Finally, the Commission believes that FINRA has reasonably addressed the concerns raised by SIFMAs comment letter. Specifically, the Commission agrees that the SLS would serve an important regulatory purpose by providing FINRA and the Commission with information useful in evaluating a member firms liquidity risk profile.
While the Commission recognizes that there is the potential for burdens on certain member firms that are subject to the regulatory reporting requirements of other regulators, the Commission believes that the important regulatory purpose served by the SLS justifies the potential burdens. The Commission believes that absent the SLS, FINRA and the Commission would be required to request the information supplied in the SLS repeatedly and on a firm-by-firm basis in order to obtain the information necessary to monitor member firms for potential liquidity concerns.
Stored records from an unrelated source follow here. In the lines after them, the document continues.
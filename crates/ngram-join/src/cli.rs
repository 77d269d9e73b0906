//! Command-line arguments

use std::path::PathBuf;

use clap::Parser;

use crate::error::{JoinError, Result};
use crate::join::{JoinKind, JoinOptions};

/// Join two CSV files on the N-gram similarity of one column from each
#[derive(Parser, Debug)]
#[command(name = "ngram-join", version, about)]
pub struct Args {
    /// Left-hand CSV file
    pub left_file: PathBuf,

    /// Join column of the left file (0-based)
    pub left_column: usize,

    /// Right-hand CSV file
    pub right_file: PathBuf,

    /// Join column of the right file (0-based)
    pub right_column: usize,

    /// Output CSV file
    pub output: PathBuf,

    /// First line of each input holds column titles
    #[arg(short, long)]
    pub titles: bool,

    /// Join type: outer keeps unmatched left rows, inner drops them
    #[arg(short, long, value_enum, default_value_t = JoinKind::Outer)]
    pub join: JoinKind,

    /// Minimum similarity score for a match
    #[arg(short, long, default_value_t = 0.24)]
    pub minscore: f64,

    /// Maximum matches per left row (0 for all)
    #[arg(short, long, default_value_t = 0, allow_negative_numbers = true)]
    pub count: i64,

    /// N-gram warp; values above 1 favour short strings
    #[arg(short, long, default_value_t = 1.0)]
    pub warp: f64,

    /// Log level filter used when RUST_LOG is unset
    #[arg(long, default_value = "warn")]
    pub log_level: String,
}

impl Args {
    /// Validate the numeric flags and build join options
    pub fn options(&self) -> Result<JoinOptions> {
        let count = usize::try_from(self.count).map_err(|_| JoinError::Count(self.count))?;
        let options = JoinOptions {
            left_column: self.left_column,
            right_column: self.right_column,
            titles: self.titles,
            join: self.join,
            min_score: self.minscore,
            count,
            warp: self.warp,
        };
        options.validate()?;
        Ok(options)
    }
}

#[cfg(test)]
mod tests {
    use super::*;

    fn parse(extra: &[&str]) -> Args {
        let mut argv = vec!["ngram-join", "left.csv", "1", "right.csv", "0", "out.csv"];
        argv.extend_from_slice(extra);
        Args::try_parse_from(argv).unwrap()
    }

    #[test]
    fn test_defaults() {
        let args = parse(&[]);
        assert_eq!(args.left_column, 1);
        assert_eq!(args.right_column, 0);
        assert!(!args.titles);

        let options = args.options().unwrap();
        assert_eq!(options.join, JoinKind::Outer);
        assert_eq!(options.min_score, 0.24);
        assert_eq!(options.count, 0);
        assert_eq!(options.warp, 1.0);
    }

    #[test]
    fn test_flags() {
        let args = parse(&["-t", "-j", "inner", "-m", "0.5", "-c", "3", "-w", "2"]);
        let options = args.options().unwrap();
        assert!(options.titles);
        assert_eq!(options.join, JoinKind::Inner);
        assert_eq!(options.min_score, 0.5);
        assert_eq!(options.count, 3);
        assert_eq!(options.warp, 2.0);
    }

    #[test]
    fn test_negative_count() {
        let err = parse(&["--count", "-1"]).options().unwrap_err();
        assert!(matches!(err, JoinError::Count(-1)));
    }

    #[test]
    fn test_minscore_out_of_range() {
        let err = parse(&["--minscore", "1.5"]).options().unwrap_err();
        assert!(matches!(err, JoinError::MinScore(_)));
    }

    #[test]
    fn test_missing_positional() {
        assert!(Args::try_parse_from(["ngram-join", "left.csv", "1"]).is_err());
    }
}
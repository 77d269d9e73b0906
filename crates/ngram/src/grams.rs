//! Padding and splitting of strings into character N-grams
//!
//! Grams are measured in `char`s, so multi-byte characters are never split.

use ahash::AHashMap;

/// Surround `text` with `padding` on both sides.
pub fn pad(padding: &str, text: &str) -> String {
    let mut padded = String::with_capacity(padding.len() * 2 + text.len());
    padded.push_str(padding);
    padded.push_str(text);
    padded.push_str(padding);
    padded
}

/// Sliding window of `n` characters over `text`, stride one.
///
/// A string of `L` characters yields `L - n + 1` grams (none when `L < n`),
/// repeats included.
pub fn grams(text: &str, n: usize) -> Grams<'_> {
    let bounds = text
        .char_indices()
        .map(|(i, _)| i)
        .chain(std::iter::once(text.len()))
        .collect();
    Grams {
        text,
        bounds,
        n: n.max(1),
        pos: 0,
    }
}

/// Iterator returned by [`grams`], borrowing slices of the input.
#[derive(Debug, Clone)]
pub struct Grams<'a> {
    text: &'a str,
    // byte offset of every char start, plus the end of the string
    bounds: Vec<usize>,
    n: usize,
    pos: usize,
}

impl<'a> Iterator for Grams<'a> {
    type Item = &'a str;

    fn next(&mut self) -> Option<&'a str> {
        let end = self.pos + self.n;
        if end >= self.bounds.len() {
            return None;
        }
        let gram = &self.text[self.bounds[self.pos]..self.bounds[end]];
        self.pos += 1;
        Some(gram)
    }

    fn size_hint(&self) -> (usize, Option<usize>) {
        let remaining = self.bounds.len().saturating_sub(self.pos + self.n);
        (remaining, Some(remaining))
    }
}

impl ExactSizeIterator for Grams<'_> {}

/// Occurrence count of every gram in `text`.
pub(crate) fn gram_counts(text: &str, n: usize) -> AHashMap<&str, usize> {
    let mut counts = AHashMap::new();
    for gram in grams(text, n) {
        *counts.entry(gram).or_insert(0) += 1;
    }
    counts
}

/// Length in characters
#[inline]
pub(crate) fn char_len(text: &str) -> usize {
    text.chars().count()
}
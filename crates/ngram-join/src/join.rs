//! CSV similarity join
//!
//! Every row of the right-hand file goes into an [`NGramIndex`] keyed on its
//! join column. Each left-hand row is then searched against it and written
//! once per match as `left fields, rank, similarity, right fields`.

use std::fs::File;
use std::io::{Read, Write};
use std::path::Path;

use ngram::{IndexBuilder, KeyFn, NGramIndex};
use tracing::{debug, info};

use crate::error::{JoinError, Result};

/// Which left-hand rows appear in the output
#[derive(Debug, Clone, Copy, PartialEq, Eq, clap::ValueEnum)]
pub enum JoinKind {
    /// Only rows with at least one match
    Inner,
    /// Every row; unmatched rows are written on their own
    Outer,
}

/// Settings for one join run
#[derive(Debug, Clone, PartialEq)]
pub struct JoinOptions {
    pub left_column: usize,
    pub right_column: usize,
    /// First record of each input is a title row
    pub titles: bool,
    pub join: JoinKind,
    pub min_score: f64,
    /// Matches kept per left row, 0 for all
    pub count: usize,
    pub warp: f64,
}

impl Default for JoinOptions {
    fn default() -> Self {
        Self {
            left_column: 0,
            right_column: 0,
            titles: false,
            join: JoinKind::Outer,
            min_score: 0.24,
            count: 0,
            warp: 1.0,
        }
    }
}

impl JoinOptions {
    pub fn validate(&self) -> Result<()> {
        if !(0.0..=1.0).contains(&self.min_score) {
            return Err(JoinError::MinScore(self.min_score));
        }
        Ok(())
    }
}

/// Row counts of a finished join
#[derive(Debug, Clone, Copy, Default, PartialEq, Eq)]
pub struct JoinStats {
    pub left_rows: usize,
    pub right_rows: usize,
    /// Left rows with at least one match
    pub matched_rows: usize,
    /// Records written, title row excluded
    pub written_rows: usize,
}

/// Normalize a join field: runs of whitespace become one space, then
/// the result is lowercased.
pub fn normalize(field: &str) -> String {
    let mut out = String::with_capacity(field.len());
    let mut in_space = false;
    for c in field.chars() {
        if c.is_whitespace() {
            if !in_space {
                out.push(' ');
            }
            in_space = true;
        } else {
            out.push(c);
            in_space = false;
        }
    }
    out.to_lowercase()
}

/// Join two CSV files into `output`.
pub fn join_files(
    left: &Path,
    right: &Path,
    output: &Path,
    options: &JoinOptions,
) -> Result<JoinStats> {
    for path in [left, right] {
        if !path.exists() {
            return Err(JoinError::MissingFile(path.to_path_buf()));
        }
    }
    // inputs are fully read and checked before the output is truncated
    let prepared = PreparedJoin::read(File::open(left)?, File::open(right)?, options)?;
    let stats = prepared.write(File::create(output)?, options)?;
    info!(
        left = stats.left_rows,
        right = stats.right_rows,
        matched = stats.matched_rows,
        written = stats.written_rows,
        output = %output.display(),
        "join complete"
    );
    Ok(stats)
}

/// Join CSV data from two readers, writing CSV to `output`.
pub fn join_readers<L, R, W>(
    left: L,
    right: R,
    output: W,
    options: &JoinOptions,
) -> Result<JoinStats>
where
    L: Read,
    R: Read,
    W: Write,
{
    PreparedJoin::read(left, right, options)?.write(output, options)
}

/// Both inputs parsed, the right side indexed and every left key extracted.
struct PreparedJoin {
    left_titles: Option<Vec<String>>,
    right_titles: Option<Vec<String>>,
    /// Left rows with their normalized join field
    left_rows: Vec<(Vec<String>, String)>,
    right_rows: usize,
    index: NGramIndex<Vec<String>>,
}

impl PreparedJoin {
    fn read<L: Read, R: Read>(left: L, right: R, options: &JoinOptions) -> Result<Self> {
        options.validate()?;

        let mut right_reader = csv_reader(right, options.titles);
        let right_titles = read_titles(&mut right_reader, options.titles)?;
        let rows = read_rows(&mut right_reader)?;
        let right_rows = rows.len();

        let index = build_index(rows, options)?;
        debug!(
            rows = right_rows,
            distinct = index.len(),
            grams = index.gram_count(),
            "indexed right-hand file"
        );

        let mut left_reader = csv_reader(left, options.titles);
        let left_titles = read_titles(&mut left_reader, options.titles)?;
        let left_rows = read_rows(&mut left_reader)?
            .into_iter()
            .enumerate()
            .map(|(row_number, row)| {
                let query = row.get(options.left_column).map(|field| normalize(field));
                match query {
                    Some(query) => Ok((row, query)),
                    None => Err(JoinError::MissingColumn {
                        file: "left",
                        row: row_number + 1,
                        column: options.left_column,
                    }),
                }
            })
            .collect::<Result<Vec<_>>>()?;

        Ok(Self {
            left_titles,
            right_titles,
            left_rows,
            right_rows,
            index,
        })
    }

    fn write<W: Write>(&self, output: W, options: &JoinOptions) -> Result<JoinStats> {
        let mut stats = JoinStats {
            right_rows: self.right_rows,
            ..Default::default()
        };
        let mut writer = csv::WriterBuilder::new()
            .flexible(true)
            .terminator(csv::Terminator::Any(b'\n'))
            .from_writer(output);

        if let (Some(left_titles), Some(right_titles)) = (&self.left_titles, &self.right_titles) {
            let mut header = left_titles.clone();
            header.push("Rank".to_string());
            header.push("Similarity".to_string());
            header.extend(right_titles.iter().cloned());
            writer.write_record(&header)?;
        }

        for (row, query) in &self.left_rows {
            stats.left_rows += 1;
            let mut matches = self.index.search(query, Some(options.min_score))?;
            if options.count > 0 {
                matches.truncate(options.count);
            }

            if matches.is_empty() {
                if options.join == JoinKind::Outer {
                    writer.write_record(row)?;
                    stats.written_rows += 1;
                }
                continue;
            }

            stats.matched_rows += 1;
            for (rank, m) in matches.iter().enumerate() {
                let mut record = row.clone();
                record.push((rank + 1).to_string());
                record.push(format_score(m.score));
                record.extend(m.item.iter().cloned());
                writer.write_record(&record)?;
                stats.written_rows += 1;
            }
        }

        writer.flush()?;
        Ok(stats)
    }
}

fn csv_reader<R: Read>(input: R, titles: bool) -> csv::Reader<R> {
    csv::ReaderBuilder::new()
        .has_headers(titles)
        .flexible(true)
        .from_reader(input)
}

fn read_titles<R: Read>(
    reader: &mut csv::Reader<R>,
    titles: bool,
) -> Result<Option<Vec<String>>> {
    if !titles {
        return Ok(None);
    }
    let headers = reader.headers()?;
    Ok(Some(headers.iter().map(str::to_owned).collect()))
}

/// Data records, skipping blank lines
fn read_rows<R: Read>(reader: &mut csv::Reader<R>) -> Result<Vec<Vec<String>>> {
    let mut rows = Vec::new();
    for record in reader.records() {
        let record = record?;
        if record.iter().all(str::is_empty) {
            continue;
        }
        rows.push(record.iter().map(str::to_owned).collect());
    }
    Ok(rows)
}

fn build_index(
    rows: Vec<Vec<String>>,
    options: &JoinOptions,
) -> Result<NGramIndex<Vec<String>>> {
    let column = options.right_column;
    let key = KeyFn::<Vec<String>>::closure(move |row| {
        row.get(column)
            .map(|field| normalize(field))
            .ok_or_else(|| format!("right-hand row has no column {}", column).into())
    });
    let index = IndexBuilder::new(key)
        .threshold(options.min_score)
        .warp(options.warp)
        .build_with(rows)?;
    Ok(index)
}

/// Shortest form that reads back to the same value, always with a
/// fractional part ("1.0", "0.25").
fn format_score(score: f64) -> String {
    format!("{:?}", score)
}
Such an approach would not only create regulatory inefficiency, but could also result in similar or potentially larger costs for firms, as FINRA noted.
Moreover, in light of the prior outreach that FINRA has conducted including publishing an earlier version of SLS in January 2018 and revising it in response to feedback from industry participants,19 the Commission believes that FINRAs proposed approach to revisit the reporting categories in the SLS with a view to potential alignments of such categories with other reporting requirements depending on how they evolve would have the effect of further minimizing the regulatory burdens on member firms subject to the SLS.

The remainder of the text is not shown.